Compare and Contrast: The Ants Are My Friends

From 1963, and his legendary (and unreleased) Live at Carnegie Hall album, please enjoy voice of a generation Bob Dylan and his classic protest against an unfeeling world and an unjust society, "Who Killed Davey Moore?"




And from 1967, here's the butler from Family Affair doing his version.




Okay, having had a bit of cheap snark at the expense of both performers, I just want to go on record as saying that I was a huge Sebastian Cabot fan, and still am. But not because of Family Affair. Actually, Cabot forever won my heart in an earlier TV role -- as the larger than life Porthos in the wonderful syndicated 50s version of The Three Musketeers. A show, I should add, for which I can find absolutely no pictorial evidence, either via the Google or the YouTube, but which also starred Domenico Modugno as Athos. Modugno, of course, had the original Italian language international hit version of the classic "Volare."

And how I got from Bob Dylan singing about a dead boxer to a cheesy Italian crooner singing about I don't know what, I have no idea.

7 comments:

FD13NYC said...

Hey Steve, what are ya smokin', send me some. No really, Cabot did a lot of good guest work on TV. Was on many shows in the 60's. One I remember very early on was a short lived detective series called Checkmate with a young Doug McClure. Also funny in a segment from the Jerry Lewis movie The Family Jewels. The album was supposed to be artsy but laughable nonetheless.

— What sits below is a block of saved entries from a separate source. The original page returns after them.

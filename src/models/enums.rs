use serde::{Deserialize, Serialize};
use thiserror::Error;

/// Returned when a string does not name a known variant.
#[derive(Error, Debug, Clone, PartialEq, Eq)]
#[error("Invalid {field} value: {value}")]
pub struct InvalidEnum {
    pub field: String,
    pub value: String,
}

/// Macro to generate enum with as_str + std::str::FromStr pattern
macro_rules! str_enum {
    ($name:ident { $($variant:ident => $s:literal),+ $(,)? }) => {
        #[derive(Debug, Clone, Copy, PartialEq, Eq, Hash, PartialOrd, Ord, Serialize, Deserialize)]
        pub enum $name {
            $(#[serde(rename = $s)] $variant),+
        }

        impl $name {
            pub fn as_str(&self) -> &'static str {
                match self {
                    $(Self::$variant => $s),+
                }
            }
        }

        impl std::str::FromStr for $name {
            type Err = InvalidEnum;

            fn from_str(s: &str) -> Result<Self, Self::Err> {
                match s.trim().to_lowercase().as_str() {
                    $($s => Ok(Self::$variant)),+,
                    _ => Err(InvalidEnum {
                        field: stringify!($name).into(),
                        value: s.into(),
                    }),
                }
            }
        }

        impl std::fmt::Display for $name {
            fn fmt(&self, f: &mut std::fmt::Formatter<'_>) -> std::fmt::Result {
                f.write_str(self.as_str())
            }
        }
    };
}

str_enum!(AlertCategory {
    Safety => "safety",
    Efficacy => "efficacy",
    Dosing => "dosing",
    Monitoring => "monitoring",
});

str_enum!(InteractionSeverity {
    Mild => "mild",
    Moderate => "moderate",
    Severe => "severe",
});

str_enum!(HepaticStatus {
    Normal => "normal",
    Mild => "mild",
    Moderate => "moderate",
    Severe => "severe",
});

str_enum!(InfectionSeverity {
    Mild => "mild",
    Moderate => "moderate",
    Severe => "severe",
});

str_enum!(FindingKind {
    Rule => "rule",
    Interaction => "interaction",
    InsufficientData => "insufficient_data",
    EvaluatorFailure => "evaluator_failure",
});

// ---------------------------------------------------------------------------
// AlertSeverity
// ---------------------------------------------------------------------------

/// Severity ordering drives report sorting and the confidence penalty.
/// `major` is accepted as a synonym of `high` on input.
#[derive(Debug, Clone, Copy, PartialEq, Eq, Hash, PartialOrd, Ord, Serialize, Deserialize)]
#[serde(rename_all = "snake_case")]
pub enum AlertSeverity {
    Low,
    Moderate,
    #[serde(alias = "major")]
    High,
    Critical,
}

impl AlertSeverity {
    pub fn as_str(&self) -> &'static str {
        match self {
            Self::Low => "low",
            Self::Moderate => "moderate",
            Self::High => "high",
            Self::Critical => "critical",
        }
    }

    /// High and critical findings always need a clinician to look at them.
    pub fn needs_review(&self) -> bool {
        matches!(self, Self::High | Self::Critical)
    }
}

impl std::str::FromStr for AlertSeverity {
    type Err = InvalidEnum;

    fn from_str(s: &str) -> Result<Self, Self::Err> {
        match s.trim().to_lowercase().as_str() {
            "low" => Ok(Self::Low),
            "moderate" => Ok(Self::Moderate),
            "high" | "major" => Ok(Self::High),
            "critical" => Ok(Self::Critical),
            _ => Err(InvalidEnum {
                field: "AlertSeverity".into(),
                value: s.into(),
            }),
        }
    }
}

impl std::fmt::Display for AlertSeverity {
    fn fmt(&self, f: &mut std::fmt::Formatter<'_>) -> std::fmt::Result {
        f.write_str(self.as_str())
    }
}

impl From<InteractionSeverity> for AlertSeverity {
    fn from(severity: InteractionSeverity) -> Self {
        match severity {
            InteractionSeverity::Mild => Self::Low,
            InteractionSeverity::Moderate => Self::Moderate,
            InteractionSeverity::Severe => Self::Critical,
        }
    }
}

#[cfg(test)]
mod tests {
    use super::*;
    use std::str::FromStr;

    #[test]
    fn alert_category_round_trip() {
        for (variant, s) in [
            (AlertCategory::Safety, "safety"),
            (AlertCategory::Efficacy, "efficacy"),
            (AlertCategory::Dosing, "dosing"),
            (AlertCategory::Monitoring, "monitoring"),
        ] {
            assert_eq!(variant.as_str(), s);
            assert_eq!(AlertCategory::from_str(s).unwrap(), variant);
        }
    }

    #[test]
    fn from_str_is_case_insensitive() {
        assert_eq!(
            InfectionSeverity::from_str(" Severe ").unwrap(),
            InfectionSeverity::Severe
        );
        assert_eq!(HepaticStatus::from_str("MILD").unwrap(), HepaticStatus::Mild);
    }

    #[test]
    fn invalid_value_rejected() {
        let err = InteractionSeverity::from_str("catastrophic").unwrap_err();
        assert_eq!(err.field, "InteractionSeverity");
        assert_eq!(err.value, "catastrophic");
    }

    #[test]
    fn severity_ordering() {
        assert!(AlertSeverity::Low < AlertSeverity::Moderate);
        assert!(AlertSeverity::Moderate < AlertSeverity::High);
        assert!(AlertSeverity::High < AlertSeverity::Critical);
    }

    #[test]
    fn major_is_high() {
        assert_eq!(AlertSeverity::from_str("major").unwrap(), AlertSeverity::High);
        let parsed: AlertSeverity = serde_json::from_str("\"major\"").unwrap();
        assert_eq!(parsed, AlertSeverity::High);
        assert_eq!(serde_json::to_string(&parsed).unwrap(), "\"high\"");
    }

    #[test]
    fn interaction_severity_maps_to_alert_severity() {
        assert_eq!(AlertSeverity::from(InteractionSeverity::Mild), AlertSeverity::Low);
        assert_eq!(
            AlertSeverity::from(InteractionSeverity::Moderate),
            AlertSeverity::Moderate
        );
        assert_eq!(
            AlertSeverity::from(InteractionSeverity::Severe),
            AlertSeverity::Critical
        );
    }

    #[test]
    fn finding_kind_serializes_snake_case() {
        let json = serde_json::to_string(&FindingKind::InsufficientData).unwrap();
        assert_eq!(json, "\"insufficient_data\"");
    }
}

The original Sebastian Cabot was an explorer born in Venice in the 1440's. Real name Sebastiano Caboto. And that's your history lesson for today kiddies.

steve simels said...

Frank:

Checkmate was actually a brilliant show -- based on a story by the terrrific suspense novelist Eric Ambler.

steves said...

This was one of Dylan's ripped-from-the-headlines songs, and not one of the better ones IMHO (which is to say it ain't no "Hattie Carroll"). And I could never understand the laughter in spots, or the applause after the line "I hit him, I hit him, yes it's true" (which is present on every recording of this I have). Guess you had to be there. As for the butler, I just think it's more proof that literally everyone was doing drugs back in the day.

Wendy said...

I loved "Checkmate" ... it had those cool, smoky opening credits, iirc.

Here's the opening theme.

TMink said...

Let's not forget Cabot's wonderful contribution to the Winnie the Pooh movies as the narrator.

Trey

FD13NYC said...

Thanks Brooklyn Girl for the Checkmate theme. Brings back memories from when I was little sitting in front of of the tube.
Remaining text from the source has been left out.